- Your goal: Return all of the entries exactly as written.

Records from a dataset
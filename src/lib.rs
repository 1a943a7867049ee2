pub mod commands;
pub mod config;
pub mod db;
pub mod error;
pub mod market;
pub mod state;
pub mod telemetry;

use config::AppConfig;
use db::initialize_pool_from_path;
use error::AppError;
use market::fetch::ReqwestTransport;
use market::random::{shared, ThreadRandom};
use state::AppState;
use std::sync::Arc;
use tracing::info;

pub async fn bootstrap(config: AppConfig) -> Result<AppState, AppError> {
    let db_path = config.db_path()?;
    let db_pool = initialize_pool_from_path(&db_path).await?;
    info!(path = %db_path.display(), "database ready");

    let transport = Arc::new(ReqwestTransport::new()?);
    let rng = shared(ThreadRandom::from_entropy());

    Ok(AppState::new(config, db_pool, transport, rng))
}
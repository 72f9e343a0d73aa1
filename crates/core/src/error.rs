//! # Error Module
//!
//! Domain errors cho WMS core, dùng thiserror.

use thiserror::Error;

/// Core domain errors.
///
/// Lỗi khi chuyển đổi giá trị field, không liên quan đến infrastructure.
#[derive(Debug, Error, Clone, PartialEq)]
pub enum CoreError {
    // === Field errors ===
    #[error("Invalid value for {entity}.{field}: expected {expected}, got '{value}'")]
    InvalidFieldValue {
        entity: &'static str,
        field: &'static str,
        expected: &'static str,
        value: String,
    },

    #[error("Field {entity}.{field} is read-only")]
    ReadOnlyField {
        entity: &'static str,
        field: &'static str,
    },

    // === Enum errors ===
    #[error("Unknown order type: {0} (expected 'to' or 'from')")]
    UnknownOrderType(String),
}

/// Result type alias với CoreError
pub type CoreResult<T> = Result<T, CoreError>;

impl CoreError {
    /// Tạo InvalidFieldValue error
    pub fn invalid_field(
        entity: &'static str,
        field: &'static str,
        expected: &'static str,
        value: impl ToString,
    ) -> Self {
        Self::InvalidFieldValue {
            entity,
            field,
            expected,
            value: value.to_string(),
        }
    }

    /// Kiểm tra có phải lỗi field value không
    pub fn is_field_error(&self) -> bool {
        matches!(
            self,
            CoreError::InvalidFieldValue { .. } | CoreError::ReadOnlyField { .. }
        )
    }
}

#[cfg(test)]
mod tests {
    use super::*;

    #[test]
    fn test_error_display() {
        let err = CoreError::invalid_field("item", "quantity", "integer", "abc");
        assert_eq!(
            err.to_string(),
            "Invalid value for item.quantity: expected integer, got 'abc'"
        );
        assert!(err.is_field_error());

        let err = CoreError::UnknownOrderType("sideways".to_string());
        assert!(err.to_string().contains("sideways"));
        assert!(!err.is_field_error());
    }
}
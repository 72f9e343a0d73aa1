//! SQLite implementation

pub mod batch;
pub mod repos;
pub mod schema;
pub mod table;

pub use batch::{submit, BatchSummary, RowOp};
pub use repos::{ItemRepo, OrderLineRepo, OrderRepo, UserRepo};
pub use table::Table;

- Response for this exercise:
filename src/lib.rs
repository 1a943a7867049ee2
pub mod commands;
pub mod config;
pub mod db;
pub mod error;
pub mod market;
pub mod state;
pub mod telemetry;

use config::AppConfig;
use db::initialize_pool_from_path;
use error::AppError;
use market::fetch::ReqwestTransport;
use market::random::{shared, ThreadRandom};
use state::AppState;
use std::sync::Arc;
use tracing::info;

pub async fn bootstrap(config: AppConfig) -> Result<AppState, AppError> {
    let db_path = config.db_path()?;
    let db_pool = initialize_pool_from_path(&db_path).await?;
    info!(path = %db_path.display(), "database ready");

    let transport = Arc::new(ReqwestTransport::new()?);
    let rng = shared(ThreadRandom::from_entropy());

    Ok(AppState::new(config, db_pool, transport, rng))
}
repository 72f9e343a0d73aa1
filename crates/core/src/error.rs
//! # Error Module
//!
//! Domain errors cho WMS core, dùng thiserror.

use thiserror::Error;

/// Core domain errors.
///
/// Lỗi khi chuyển đổi giá trị field, không liên quan đến infrastructure.
#[derive(Debug, Error, Clone, PartialEq)]
pub enum CoreError {
    // === Field errors ===
    #[error("Invalid value for {entity}.{field}: expected {expected}, got '{value}'")]
    InvalidFieldValue {
        entity: &'static str,
        field: &'static str,
        expected: &'static str,
        value: String,
    },

    #[error("Field {entity}.{field} is read-only")]
    ReadOnlyField {
        entity: &'static str,
        field: &'static str,
    },

    // === Enum errors ===
    #[error("Unknown order type: {0} (expected 'to' or 'from')")]
    UnknownOrderType(String),
}

/// Result type alias với CoreError
pub type CoreResult<T> = Result<T, CoreError>;

impl CoreError {
    /// Tạo InvalidFieldValue error
    pub fn invalid_field(
        entity: &'static str,
        field: &'static str,
        expected: &'static str,
        value: impl ToString,
    ) -> Self {
        Self::InvalidFieldValue {
            entity,
            field,
            expected,
            value: value.to_string(),
        }
    }

    /// Kiểm tra có phải lỗi field value không
    pub fn is_field_error(&self) -> bool {
        matches!(
            self,
            CoreError::InvalidFieldValue { .. } | CoreError::ReadOnlyField { .. }
        )
    }
}

#[cfg(test)]
mod tests {
    use super::*;

    #[test]
    fn test_error_display() {
        let err = CoreError::invalid_field("item", "quantity", "integer", "abc");
        assert_eq!(
            err.to_string(),
            "Invalid value for item.quantity: expected integer, got 'abc'"
        );
        assert!(err.is_field_error());

        let err = CoreError::UnknownOrderType("sideways".to_string());
        assert!(err.to_string().contains("sideways"));
        assert!(!err.is_field_error());
    }
}
repository 72f9e343a0d73aa1
//! SQLite implementation

pub mod batch;
pub mod repos;
pub mod schema;
pub mod table;

pub use batch::{submit, BatchSummary, RowOp};
pub use repos::{ItemRepo, OrderLineRepo, OrderRepo, UserRepo};
pub use table::Table;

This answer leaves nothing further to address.